Arm Total Solutions for IoT, launched six months ago, brings together software and hardware design processes into a single virtual co-innovation process, according to the company. It is geared, again, to accelerate product design by “up to” two years, it reckons – and lay the foundation for the “new IoT economy”. The expansion means Cortex-A projects now work with Arm’s Corstone IP subsystem, on which the Total Solutions web design system is based.
Corstone offers developers a way to design “pre-integrated, pre-verified” IP componentry into their Arm-based solutions in the cloud, as per the Total Solutions promise; Cortex-A design is now compatible with the Corstone-1000 subsystem. “It makes the power and potential of platform operating systems like Linux easily available to IoT developers, for the first time,” stated Arm.
“It allows application-class workloads to be developed for devices such as smart wearables, gateways, and high-end smart cameras.
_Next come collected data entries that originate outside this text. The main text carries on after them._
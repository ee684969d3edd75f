use super::ErrorStr;
use core::error::Error;
use core::fmt;

/// `{}` renders the message alone; `{:#}` appends the location like
/// [`ErrorStr::display_string`].
impl fmt::Display for ErrorStr {
    fn fmt(&self, f: &mut fmt::Formatter<'_>) -> fmt::Result {
        if !f.alternate() {
            return f.write_str(&self.message);
        }
        write!(f, "{} [{}]", self.message, self.location())
    }
}

impl fmt::Debug for ErrorStr {
    fn fmt(&self, f: &mut fmt::Formatter<'_>) -> fmt::Result {
        f.debug_struct("ErrorStr")
            .field("message", &self.message)
            .field("location", &self.location())
            .field("cause", &self.cause)
            .finish()
    }
}

impl Error for ErrorStr {
    fn source(&self) -> Option<&(dyn Error + 'static)> {
        self.cause.as_deref().map(|cause| cause as &(dyn Error + 'static))
    }
}
//! Error types and the values describing where errors come from.
//!
//! # Examples
//!
//! ```
//! use errstr::{ErrorStr, Site};
//!
//! let root = ErrorStr::new_at("connection refused", Site::new("db::connect", "src/db.rs", 21, 5));
//! let err = ErrorStr::wrap(root, "loading users");
//!
//! println!("{}", err.display_string());
//! // Output: loading users [<unknown func> <file>:<line>]
//! assert_eq!(err.error_chain(), "loading users -> connection refused");
//! ```

pub mod alloc_type;
pub mod error_formatter;
pub mod error_str;
pub mod site;

/// Serializable error snapshots (requires `serde` feature)
#[cfg(feature = "serde")]
pub mod report;
/// Raw stack snapshots (requires `backtrace` feature)
#[cfg(feature = "backtrace")]
pub mod stack;

pub use error_formatter::ErrorFormatConfig;
pub use error_str::{ErrorStr, SharedError};
#[cfg(feature = "serde")]
pub use report::ErrorReport;
pub use site::{Location, Site, UNKNOWN_FUNCTION};
#[cfg(feature = "backtrace")]
pub use stack::StackSnapshot;

/// Result alias whose error is [`ErrorStr`].
pub type Result<T, E = ErrorStr> = core::result::Result<T, E>;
Since the Corstone-1000 is Arm SystemReady-IR compliant and features a hardware secure enclave that supports PSA Certified for a higher level of security, original equipment manufacturers (OEMs) can immediately enjoy the benefits of Project Cassini.”
Some more architectural systems in there. SystemReady is a compliance certification program based on a set of (BSA) hardware and (BBR) firmware standards; IR denotes the IoT variant of the SystemReady certifications. Project Cassini is Arm’s ecosystem exercise to deliver a set of device and platform standards for Cortex-A developers – which also incorporates the PSA Certified and SystemReady initiatives.
It might be noted, its new Project Centauri seeks to achieve for Cortex-M what Project Cassini has delivered for the Cortex-A ecosystem, so customers can leverage its software and services across the widest range of platforms, including reference implementations for device boot, security, and cloud integration.
The first release of the Centauri open IoT SDK framework is just out, featuring the new Open-CMSIS-CDI software standard, described as a “community driven project hosted in Linaro that defines a common device interface (CDI) for the Cortex-M ecosystem”. Eight key industry players have signed up, including silicon partners, cloud service providers, and device/equipment makers.
The new Cortex-M85 comes with a new voice recognition solution, as well, based on the Corstone-310 subsystem, and integrated into the onboard Ethos-U55 ML processor. It is targeted at use-cases ranging from smart speakers and thermostats to drones and factory robots. Arm said developers can take the Corstone-310 and create “a whole range of additional high-performance products by combining it with different reference software”.
Meanwhile, Arm has extended its Virtual Hardware (AVH) modelling technology, which delivers cloud-based models of Arm processors and systems for system-on-chip (SoC) designers to pre-test designs before silicon is available, and to engage in continuous integration/delivery (CI/CD) development without the need for large custom hardware farms. New additions include AVH for the new Corstone designs as well as seven Cortex-M processors, from the M0 to the M33.